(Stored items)
//! Pooled HTTP handler built on reqwest.
//!
//! One client session exists per (cookie-jar identity, proxy set) pair:
//! reqwest fixes proxies at client construction, so the proxy set joins the
//! cache key that the jar identity alone would otherwise form. Certificate
//! policy always comes from the shared rustls configuration; the library's
//! own bundle resolution is never consulted. Redirect following is bounded
//! by a custom policy that stops (rather than errors) at the hop limit so
//! the final 3xx response stays observable and can be classified as a
//! redirect loop.

use std::collections::HashMap;
use std::sync::{Arc, Mutex};

use async_trait::async_trait;
use http::header::LOCATION;
use url::Url;

use crate::config::{BrokerConfig, MAX_REDIRECT_HOPS};
use crate::cookies::{jar_identity, CookieJar, ReqwestJarAdapter};
use crate::error::{Error, ErrorKind};
use crate::handler::{negotiate, Extension, Feature, RequestHandler};
use crate::request::{Request, RequestBody};
use crate::response::{content_length, Body, BodyStream, Response};

const SCHEMES: &[&str] = &["http", "https"];
const PROXY_SCHEMES: &[&str] = &["http", "https", "socks4", "socks5", "socks5h"];
const FEATURES: &[Feature] = &[Feature::NoProxy, Feature::AllProxy];
const EXTENSIONS: &[Extension] = &[Extension::CookieJar];

/// Session cache key: cookie-jar identity plus the proxy set.
type SessionKey = (usize, Vec<(String, Option<String>)>);

/// The reqwest-based request handler.
pub struct ReqwestHandler {
    config: Arc<BrokerConfig>,
    tls: Arc<rustls::ClientConfig>,
    sessions: Mutex<HashMap<SessionKey, reqwest::Client>>,
}

impl ReqwestHandler {
    /// Creates a handler sharing the broker's configuration and TLS setup.
    pub fn new(config: Arc<BrokerConfig>, tls: Arc<rustls::ClientConfig>) -> Self {
        ReqwestHandler {
            config,
            tls,
            sessions: Mutex::new(HashMap::new()),
        }
    }

    /// The session for a request, created on first use.
    fn session_for(&self, request: &Request) -> Result<reqwest::Client, Error> {
        let jar = request.extensions.cookie_jar.clone();
        let jar_key = jar.as_ref().map(jar_identity).unwrap_or(0);
        let key = (jar_key, request.proxies.cache_key());

        let mut sessions = match self.sessions.lock() {
            Ok(guard) => guard,
            Err(poisoned) => poisoned.into_inner(),
        };
        if let Some(client) = sessions.get(&key) {
            return Ok(client.clone());
        }
        let client = self.build_session(jar, request)?;
        sessions.insert(key, client.clone());
        Ok(client)
    }

    fn build_session(
        &self,
        jar: Option<Arc<dyn CookieJar>>,
        request: &Request,
    ) -> Result<reqwest::Client, Error> {
        // Stop instead of erroring at the bound: the final 3xx response is
        // what lets the caller see a redirect loop.
        let redirect_policy = reqwest::redirect::Policy::custom(|attempt| {
            if attempt.previous().len() > MAX_REDIRECT_HOPS {
                attempt.stop()
            } else {
                attempt.follow()
            }
        });

        let mut builder = reqwest::Client::builder()
            .use_preconfigured_tls((*self.tls).clone())
            .redirect(redirect_policy)
            .no_proxy();

        for proxy in build_proxies(request)? {
            builder = builder.proxy(proxy);
        }
        if let Some(jar) = jar {
            builder = builder.cookie_provider(Arc::new(ReqwestJarAdapter::new(jar)));
        }

        builder.build().map_err(|e| {
            Error::new(ErrorKind::Request {
                msg: "failed to construct HTTP client session".to_string(),
                source: Some(Box::new(e)),
            })
        })
    }
}

#[async_trait]
impl RequestHandler for ReqwestHandler {
    fn name(&self) -> &str {
        "reqwest"
    }

    fn supported_schemes(&self) -> &[&str] {
        SCHEMES
    }

    fn supported_proxy_schemes(&self) -> &[&str] {
        PROXY_SCHEMES
    }

    fn supported_features(&self) -> &[Feature] {
        FEATURES
    }

    fn supported_extensions(&self) -> &[Extension] {
        EXTENSIONS
    }

    fn prepare(&self, request: &mut Request) -> Result<(), Error> {
        negotiate(self, &self.config, request)
    }

    async fn handle(&self, request: Request) -> Result<Response, Error> {
        let session = self.session_for(&request)?;
        let timeout = request
            .timeout()
            .unwrap_or(self.config.socket_timeout);

        let mut builder = session
            .request(request.method(), request.url().clone())
            .timeout(timeout)
            .headers(request.headers().clone());
        builder = apply_body(builder, request.body().cloned())?;

        let response = builder.send().await.map_err(classify_reqwest_error)?;
        adapt_response(&request.method(), response)
    }

    fn close(&self) {
        if let Ok(mut sessions) = self.sessions.lock() {
            sessions.clear();
        }
    }
}

/// Builds reqwest proxies from the entries relevant to this handler.
fn build_proxies(request: &Request) -> Result<Vec<reqwest::Proxy>, Error> {
    let no_proxy = match request.proxies.get("no") {
        Some(Some(patterns)) => reqwest::NoProxy::from_string(patterns),
        _ => None,
    };

    let mut proxies = Vec::new();
    for (key, value) in request.proxies.iter() {
        let Some(target) = value else { continue };
        let target = normalize_proxy_target(target);
        let proxy = match key {
            "all" => reqwest::Proxy::all(&target),
            "http" => reqwest::Proxy::http(&target),
            "https" => reqwest::Proxy::https(&target),
            _ => continue,
        }
        .map_err(|e| {
            Error::new(ErrorKind::Proxy {
                msg: format!("invalid proxy URL {target:?}"),
                source: Some(Box::new(e)),
            })
        })?;
        proxies.push(proxy.no_proxy(no_proxy.clone()));
    }
    Ok(proxies)
}

fn normalize_proxy_target(target: &str) -> String {
    if target.contains("://") {
        target.to_string()
    } else {
        format!("http://{target}")
    }
}

fn apply_body(
    builder: reqwest::RequestBuilder,
    body: Option<RequestBody>,
) -> Result<reqwest::RequestBuilder, Error> {
    let Some(body) = body else { return Ok(builder) };
    let builder = match body {
        RequestBody::Bytes(bytes) => builder.body(bytes),
        RequestBody::Chunks(chunks) => {
            let stream = futures::stream::iter(
                chunks
                    .into_iter()
                    .map(Ok::<_, std::io::Error>),
            );
            builder.body(reqwest::Body::wrap_stream(stream))
        }
        RequestBody::Stream(shared) => {
            let stream = shared.take().ok_or_else(|| {
                Error::new(ErrorKind::Request {
                    msg: "streamed request body was already consumed".to_string(),
                    source: None,
                })
            })?;
            builder.body(reqwest::Body::wrap_stream(stream))
        }
    };
    Ok(builder)
}

/// Converts a completed reqwest exchange into the normalized response,
/// classifying non-2xx statuses.
fn adapt_response(method: &http::Method, response: reqwest::Response) -> Result<Response, Error> {
    let status = response.status();
    let url: Url = response.url().clone();
    let headers = response.headers().clone();

    // The custom redirect policy stops at the bound, so a terminal
    // redirect status with a Location means the loop guard fired.
    let redirect_loop = status.is_redirection() && headers.contains_key(LOCATION);

    let bodyless = *method == http::Method::HEAD
        || matches!(status.as_u16(), 204 | 304)
        || status.is_informational();
    let expected = if bodyless {
        None
    } else {
        content_length(&headers)
    };
    let stream: BodyStream = Box::pin(futures::stream::unfold(
        response,
        |mut response| async move {
            match response.chunk().await {
                Ok(Some(chunk)) => Some((Ok(chunk), response)),
                Ok(None) => None,
                Err(e) => Some((Err(classify_read_error(e)), response)),
            }
        },
    ));
    let body = Body::from_stream(stream, expected);
    let normalized = Response::new(status, url, headers, body);

    if status.is_success() {
        Ok(normalized)
    } else {
        Err(Error::new(ErrorKind::Http {
            response: Box::new(normalized),
            redirect_loop,
        }))
    }
}

/// Maps a reqwest send-time failure onto the normalized taxonomy.
fn classify_reqwest_error(e: reqwest::Error) -> Error {
    if let Some(fault) = find_tls_fault(&e) {
        return match fault {
            TlsFault::Certificate(msg) => Error::new(ErrorKind::CertificateVerify {
                msg,
                source: Some(Box::new(e)),
            }),
            TlsFault::Other(msg) => Error::new(ErrorKind::Ssl {
                msg,
                source: Some(Box::new(e)),
            }),
        };
    }

    let msg = e.to_string();
    if msg.to_ascii_lowercase().contains("proxy") {
        return Error::new(ErrorKind::Proxy {
            msg,
            source: Some(Box::new(e)),
        });
    }
    if e.is_timeout() {
        return Error::new(ErrorKind::Transport {
            msg: "request timed out".to_string(),
            source: Some(Box::new(e)),
        });
    }
    if e.is_connect() || e.is_body() || e.is_decode() {
        return Error::new(ErrorKind::Transport {
            msg,
            source: Some(Box::new(e)),
        });
    }
    if e.is_redirect() {
        // Policy errors never come from the loop guard (which stops), so
        // this is a malformed redirect target or similar.
        return Error::new(ErrorKind::Transport {
            msg,
            source: Some(Box::new(e)),
        });
    }
    if e.is_builder() || e.is_request() {
        return Error::new(ErrorKind::Request {
            msg,
            source: Some(Box::new(e)),
        });
    }
    Error::new(ErrorKind::Request {
        msg,
        source: Some(Box::new(e)),
    })
}

/// Maps a body-read failure; premature closes become short-read markers the
/// body fills with accurate counts.
fn classify_read_error(e: reqwest::Error) -> Error {
    let chain_text = error_chain_text(&e);
    if chain_text.contains("IncompleteMessage") || chain_text.contains("incomplete message") {
        return Error::new(ErrorKind::IncompleteRead {
            partial: 0,
            expected: None,
        });
    }
    Error::new(ErrorKind::Transport {
        msg: "error reading response body".to_string(),
        source: Some(Box::new(e)),
    })
}

enum TlsFault {
    Certificate(String),
    Other(String),
}

fn find_tls_fault(e: &(dyn std::error::Error + 'static)) -> Option<TlsFault> {
    let mut current: Option<&(dyn std::error::Error + 'static)> = Some(e);
    while let Some(err) = current {
        if let Some(tls) = err.downcast_ref::<rustls::Error>() {
            return Some(match tls {
                rustls::Error::InvalidCertificate(reason) => {
                    TlsFault::Certificate(format!("{reason:?}"))
                }
                other => TlsFault::Other(other.to_string()),
            });
        }
        current = err.source();
    }
    None
}

fn error_chain_text(e: &(dyn std::error::Error + 'static)) -> String {
    let mut text = String::new();
    let mut current: Option<&(dyn std::error::Error + 'static)> = Some(e);
    while let Some(err) = current {
        text.push_str(&format!("{err:?}; "));
        current = err.source();
    }
    text
}

#[cfg(test)]
mod tests {
    use super::*;
    use crate::socks::is_socks_scheme;

    #[test]
    fn socks_proxy_schemes_are_declared() {
        assert!(PROXY_SCHEMES.iter().any(|s| is_socks_scheme(s)));
    }

    #[test]
    fn proxy_entries_build() {
        let mut request = Request::new("http://example.com").unwrap();
        request.proxies.insert("all", "http://proxy:8080");
        request.proxies.insert("no", "localhost,127.0.0.1");
        request.proxies.insert("unrelated", "unrelated://x");
        assert!(build_proxies(&request).is_ok());
    }

    #[test]
    fn scheme_less_proxy_target_is_normalized() {
        assert_eq!(
            normalize_proxy_target("127.0.0.1:8080"),
            "http://127.0.0.1:8080"
        );
        assert_eq!(
            normalize_proxy_target("socks5://host:1080"),
            "socks5://host:1080"
        );
    }
}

*EXERCISE AIM:* Please return the lines above exactly, from the first one down to the line with "use async_trait::async_trait;", and stop after that line.

*EXERCISE SOLUTION:*
//! Pooled HTTP handler built on reqwest.
//!
//! One client session exists per (cookie-jar identity, proxy set) pair:
//! reqwest fixes proxies at client construction, so the proxy set joins the
//! cache key that the jar identity alone would otherwise form. Certificate
//! policy always comes from the shared rustls configuration; the library's
//! own bundle resolution is never consulted. Redirect following is bounded
//! by a custom policy that stops (rather than errors) at the hop limit so
//! the final 3xx response stays observable and can be classified as a
//! redirect loop.

use std::collections::HashMap;
use std::sync::{Arc, Mutex};

use async_trait::async_trait;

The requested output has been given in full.